'''

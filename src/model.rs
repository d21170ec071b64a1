use chrono::{DateTime, Utc};
use serde::{Deserialize, Deserializer, Serialize};
use serde_json::{Map, Value};

/// Leading marker that keeps a phone number string-typed in the table.
pub const PHONE_MARKER: char = '\'';

/// Phone number held in its marked storage form.
///
/// Serializes without the marker, so callers always see the number they
/// submitted; deserializing re-applies it.
#[derive(Debug, Clone, PartialEq, Eq, Default, Serialize, Deserialize)]
#[serde(from = "String", into = "String")]
pub struct Phone(String);

impl Phone {
    /// Mark `raw` unless it already carries the marker. Empty stays empty.
    pub fn marked(raw: &str) -> Self {
        if raw.is_empty() || raw.starts_with(PHONE_MARKER) {
            Phone(raw.to_string())
        } else {
            Phone(format!("{PHONE_MARKER}{raw}"))
        }
    }

    /// The value as stored, marker included.
    pub fn stored(&self) -> &str {
        &self.0
    }

    /// The number without any leading markers.
    pub fn as_str(&self) -> &str {
        self.0.trim_start_matches(PHONE_MARKER)
    }
}

impl From<String> for Phone {
    fn from(s: String) -> Self {
        Phone::marked(&s)
    }
}

impl From<Phone> for String {
    fn from(p: Phone) -> Self {
        p.as_str().to_string()
    }
}

#[derive(Debug, Clone, Copy, PartialEq, Eq, Default, Serialize, Deserialize)]
#[serde(rename_all = "UPPERCASE")]
pub enum BookingType {
    /// Food order only; never occupies a table slot.
    Food,
    Table,
    #[default]
    Both,
}

impl BookingType {
    /// Case-insensitive; blank means the default.
    pub fn parse(s: &str) -> Option<Self> {
        match s.trim().to_ascii_uppercase().as_str() {
            "" | "BOTH" => Some(BookingType::Both),
            "FOOD" => Some(BookingType::Food),
            "TABLE" => Some(BookingType::Table),
            _ => None,
        }
    }

    pub fn occupies_table(self) -> bool {
        self != BookingType::Food
    }
}

#[derive(Debug, Clone, PartialEq, Eq, Serialize, Deserialize)]
#[serde(from = "String", into = "String")]
pub enum BookingStatus {
    Confirmed,
    /// Soft removal: kept in the table, ignored by conflict checks.
    Cancelled,
    Other(String),
}

impl BookingStatus {
    pub fn parse(s: &str) -> Self {
        let trimmed = s.trim();
        if trimmed.eq_ignore_ascii_case("confirmed") {
            BookingStatus::Confirmed
        } else if trimmed.eq_ignore_ascii_case("cancelled") {
            BookingStatus::Cancelled
        } else {
            BookingStatus::Other(s.to_string())
        }
    }

    pub fn as_str(&self) -> &str {
        match self {
            BookingStatus::Confirmed => "Confirmed",
            BookingStatus::Cancelled => "Cancelled",
            BookingStatus::Other(s) => s,
        }
    }

    pub fn is_cancelled(&self) -> bool {
        matches!(self, BookingStatus::Cancelled)
    }
}

impl From<String> for BookingStatus {
    fn from(s: String) -> Self {
        BookingStatus::parse(&s)
    }
}

impl From<BookingStatus> for String {
    fn from(s: BookingStatus) -> Self {
        s.as_str().to_string()
    }
}

impl std::fmt::Display for BookingStatus {
    fn fmt(&self, f: &mut std::fmt::Formatter<'_>) -> std::fmt::Result {
        f.write_str(self.as_str())
    }
}

/// One row of the bookings table. Keys on the wire are the column headers.
#[derive(Debug, Clone, PartialEq, Eq, Serialize, Deserialize)]
pub struct BookingRecord {
    #[serde(rename = "Booking Ref")]
    pub reference: String,
    #[serde(rename = "Employee No")]
    pub employee_id: String,
    #[serde(rename = "Customer Name")]
    pub customer_name: String,
    #[serde(rename = "Phone")]
    pub phone: Phone,
    #[serde(rename = "Email")]
    pub email: String,
    #[serde(rename = "Table No.")]
    pub table_name: String,
    /// Conflict key for the table rule.
    #[serde(rename = "Table ID")]
    pub table_id: String,
    #[serde(rename = "Date")]
    pub date: String,
    #[serde(rename = "Time")]
    pub time: String,
    #[serde(rename = "Guests")]
    pub guests: u32,
    #[serde(rename = "Guest Orders")]
    pub guest_orders: String,
    #[serde(rename = "Special Requests")]
    pub special_requests: String,
    #[serde(rename = "Booking Type")]
    pub booking_type: BookingType,
    #[serde(rename = "Status")]
    pub status: BookingStatus,
    #[serde(rename = "Submitted At")]
    pub submitted_at: DateTime<Utc>,
}

impl BookingRecord {
    pub fn is_active(&self) -> bool {
        !self.status.is_cancelled()
    }

    pub fn apply(&mut self, update: FieldUpdate) {
        match update {
            FieldUpdate::EmployeeId(v) => self.employee_id = v,
            FieldUpdate::CustomerName(v) => self.customer_name = v,
            FieldUpdate::Phone(v) => self.phone = v,
            FieldUpdate::Email(v) => self.email = v,
            FieldUpdate::TableName(v) => self.table_name = v,
            FieldUpdate::TableId(v) => self.table_id = v,
            FieldUpdate::Date(v) => self.date = v,
            FieldUpdate::Time(v) => self.time = v,
            FieldUpdate::Guests(v) => self.guests = v,
            FieldUpdate::GuestOrders(v) => self.guest_orders = v,
            FieldUpdate::SpecialRequests(v) => self.special_requests = v,
            FieldUpdate::BookingType(v) => self.booking_type = v,
            FieldUpdate::Status(v) => self.status = v,
        }
    }
}

/// Inbound create request, as posted by the booking form.
#[derive(Debug, Clone, Default, PartialEq, Eq, Deserialize)]
pub struct BookingPayload {
    #[serde(rename = "ref", default, deserialize_with = "lenient_string")]
    pub reference: String,
    #[serde(default, deserialize_with = "lenient_string")]
    pub emp_no: String,
    #[serde(default, deserialize_with = "lenient_string")]
    pub name: String,
    #[serde(default, deserialize_with = "lenient_string")]
    pub phone: String,
    #[serde(default, deserialize_with = "lenient_string")]
    pub email: String,
    #[serde(default, deserialize_with = "lenient_string")]
    pub table: String,
    #[serde(default, deserialize_with = "lenient_string")]
    pub table_id: String,
    #[serde(default, deserialize_with = "lenient_string")]
    pub date: String,
    #[serde(default, deserialize_with = "lenient_string")]
    pub time: String,
    #[serde(default, deserialize_with = "lenient_count")]
    pub guests: u32,
    #[serde(default)]
    pub guest_dishes: Option<Vec<String>>,
    #[serde(default, deserialize_with = "lenient_string")]
    pub menu: String,
    #[serde(default, deserialize_with = "lenient_string")]
    pub special: String,
    #[serde(rename = "type", default, deserialize_with = "lenient_booking_type")]
    pub booking_type: BookingType,
}

impl BookingPayload {
    /// Dishes joined with `" | "`, else the free-text menu, else empty.
    pub fn guest_orders(&self) -> String {
        match &self.guest_dishes {
            Some(dishes) if !dishes.is_empty() => dishes.join(" | "),
            _ => self.menu.clone(),
        }
    }

    /// The row to append: status forced to Confirmed, phone marked.
    pub fn into_record(self, submitted_at: DateTime<Utc>) -> BookingRecord {
        let guest_orders = self.guest_orders();
        BookingRecord {
            reference: self.reference,
            employee_id: self.emp_no,
            customer_name: self.name,
            phone: Phone::marked(&self.phone),
            email: self.email,
            table_name: self.table,
            table_id: self.table_id,
            date: self.date,
            time: self.time,
            guests: self.guests,
            guest_orders,
            special_requests: self.special,
            booking_type: self.booking_type,
            status: BookingStatus::Confirmed,
            submitted_at,
        }
    }
}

'''

**TASK DIRECTIONS**
Once more, write out the entries exactly as they were written.

**EXPECTED ANSWER**
filename src/model.rs
repository d21170ec071b64a1
use chrono::{DateTime, Utc};
use serde::{Deserialize, Deserializer, Serialize};
use serde_json::{Map, Value};

/// Leading marker that keeps a phone number string-typed in the table.
pub const PHONE_MARKER: char = '\'';

/// Phone number held in its marked storage form.
///
/// Serializes without the marker, so callers always see the number they
/// submitted; deserializing re-applies it.
#[derive(Debug, Clone, PartialEq, Eq, Default, Serialize, Deserialize)]
#[serde(from = "String", into = "String")]
pub struct Phone(String);

impl Phone {
    /// Mark `raw` unless it already carries the marker. Empty stays empty.
    pub fn marked(raw: &str) -> Self {
        if raw.is_empty() || raw.starts_with(PHONE_MARKER) {
            Phone(raw.to_string())
        } else {
            Phone(format!("{PHONE_MARKER}{raw}"))
        }
    }

    /// The value as stored, marker included.
    pub fn stored(&self) -> &str {
        &self.0
    }

    /// The number without any leading markers.
    pub fn as_str(&self) -> &str {
        self.0.trim_start_matches(PHONE_MARKER)
    }
}

impl From<String> for Phone {
    fn from(s: String) -> Self {
        Phone::marked(&s)
    }
}

impl From<Phone> for String {
    fn from(p: Phone) -> Self {
        p.as_str().to_string()
    }
}

#[derive(Debug, Clone, Copy, PartialEq, Eq, Default, Serialize, Deserialize)]
#[serde(rename_all = "UPPERCASE")]
pub enum BookingType {
    /// Food order only; never occupies a table slot.
    Food,
    Table,
    #[default]
    Both,
}

impl BookingType {
    /// Case-insensitive; blank means the default.
    pub fn parse(s: &str) -> Option<Self> {
        match s.trim().to_ascii_uppercase().as_str() {
            "" | "BOTH" => Some(BookingType::Both),
            "FOOD" => Some(BookingType::Food),
            "TABLE" => Some(BookingType::Table),
            _ => None,
        }
    }

    pub fn occupies_table(self) -> bool {
        self != BookingType::Food
    }
}

#[derive(Debug, Clone, PartialEq, Eq, Serialize, Deserialize)]
#[serde(from = "String", into = "String")]
pub enum BookingStatus {
    Confirmed,
    /// Soft removal: kept in the table, ignored by conflict checks.
    Cancelled,
    Other(String),
}

impl BookingStatus {
    pub fn parse(s: &str) -> Self {
        let trimmed = s.trim();
        if trimmed.eq_ignore_ascii_case("confirmed") {
            BookingStatus::Confirmed
        } else if trimmed.eq_ignore_ascii_case("cancelled") {
            BookingStatus::Cancelled
        } else {
            BookingStatus::Other(s.to_string())
        }
    }

    pub fn as_str(&self) -> &str {
        match self {
            BookingStatus::Confirmed => "Confirmed",
            BookingStatus::Cancelled => "Cancelled",
            BookingStatus::Other(s) => s,
        }
    }

    pub fn is_cancelled(&self) -> bool {
        matches!(self, BookingStatus::Cancelled)
    }
}

impl From<String> for BookingStatus {
    fn from(s: String) -> Self {
        BookingStatus::parse(&s)
    }
}

impl From<BookingStatus> for String {
    fn from(s: BookingStatus) -> Self {
        s.as_str().to_string()
    }
}

impl std::fmt::Display for BookingStatus {
    fn fmt(&self, f: &mut std::fmt::Formatter<'_>) -> std::fmt::Result {
        f.write_str(self.as_str())
    }
}

/// One row of the bookings table. Keys on the wire are the column headers.
#[derive(Debug, Clone, PartialEq, Eq, Serialize, Deserialize)]
pub struct BookingRecord {
    #[serde(rename = "Booking Ref")]
    pub reference: String,
    #[serde(rename = "Employee No")]
    pub employee_id: String,
    #[serde(rename = "Customer Name")]
    pub customer_name: String,
    #[serde(rename = "Phone")]
    pub phone: Phone,
    #[serde(rename = "Email")]
    pub email: String,
    #[serde(rename = "Table No.")]
    pub table_name: String,
    /// Conflict key for the table rule.
    #[serde(rename = "Table ID")]
    pub table_id: String,
    #[serde(rename = "Date")]
    pub date: String,
    #[serde(rename = "Time")]
    pub time: String,
    #[serde(rename = "Guests")]
    pub guests: u32,
    #[serde(rename = "Guest Orders")]
    pub guest_orders: String,
    #[serde(rename = "Special Requests")]
    pub special_requests: String,
    #[serde(rename = "Booking Type")]
    pub booking_type: BookingType,
    #[serde(rename = "Status")]
    pub status: BookingStatus,
    #[serde(rename = "Submitted At")]
    pub submitted_at: DateTime<Utc>,
}

impl BookingRecord {
    pub fn is_active(&self) -> bool {
        !self.status.is_cancelled()
    }

    pub fn apply(&mut self, update: FieldUpdate) {
        match update {
            FieldUpdate::EmployeeId(v) => self.employee_id = v,
            FieldUpdate::CustomerName(v) => self.customer_name = v,
            FieldUpdate::Phone(v) => self.phone = v,
            FieldUpdate::Email(v) => self.email = v,
            FieldUpdate::TableName(v) => self.table_name = v,
            FieldUpdate::TableId(v) => self.table_id = v,
            FieldUpdate::Date(v) => self.date = v,
            FieldUpdate::Time(v) => self.time = v,
            FieldUpdate::Guests(v) => self.guests = v,
            FieldUpdate::GuestOrders(v) => self.guest_orders = v,
            FieldUpdate::SpecialRequests(v) => self.special_requests = v,
            FieldUpdate::BookingType(v) => self.booking_type = v,
            FieldUpdate::Status(v) => self.status = v,
        }
    }
}

/// Inbound create request, as posted by the booking form.
#[derive(Debug, Clone, Default, PartialEq, Eq, Deserialize)]
pub struct BookingPayload {
    #[serde(rename = "ref", default, deserialize_with = "lenient_string")]
    pub reference: String,
    #[serde(default, deserialize_with = "lenient_string")]
    pub emp_no: String,
    #[serde(default, deserialize_with = "lenient_string")]
    pub name: String,
    #[serde(default, deserialize_with = "lenient_string")]
    pub phone: String,
    #[serde(default, deserialize_with = "lenient_string")]
    pub email: String,
    #[serde(default, deserialize_with = "lenient_string")]
    pub table: String,
    #[serde(default, deserialize_with = "lenient_string")]
    pub table_id: String,
    #[serde(default, deserialize_with = "lenient_string")]
    pub date: String,
    #[serde(default, deserialize_with = "lenient_string")]
    pub time: String,
    #[serde(default, deserialize_with = "lenient_count")]
    pub guests: u32,
    #[serde(default)]
    pub guest_dishes: Option<Vec<String>>,
    #[serde(default, deserialize_with = "lenient_string")]
    pub menu: String,
    #[serde(default, deserialize_with = "lenient_string")]
    pub special: String,
    #[serde(rename = "type", default, deserialize_with = "lenient_booking_type")]
    pub booking_type: BookingType,
}

impl BookingPayload {
    /// Dishes joined with `" | "`, else the free-text menu, else empty.
    pub fn guest_orders(&self) -> String {
        match &self.guest_dishes {
            Some(dishes) if !dishes.is_empty() => dishes.join(" | "),
            _ => self.menu.clone(),
        }
    }

    /// The row to append: status forced to Confirmed, phone marked.
    pub fn into_record(self, submitted_at: DateTime<Utc>) -> BookingRecord {
        let guest_orders = self.guest_orders();
        BookingRecord {
            reference: self.reference,
            employee_id: self.emp_no,
            customer_name: self.name,
            phone: Phone::marked(&self.phone),
            email: self.email,
            table_name: self.table,
            table_id: self.table_id,
            date: self.date,
            time: self.time,
            guests: self.guests,
            guest_orders,
            special_requests: self.special,
            booking_type: self.booking_type,
            status: BookingStatus::Confirmed,
            submitted_at,
        }
    }
}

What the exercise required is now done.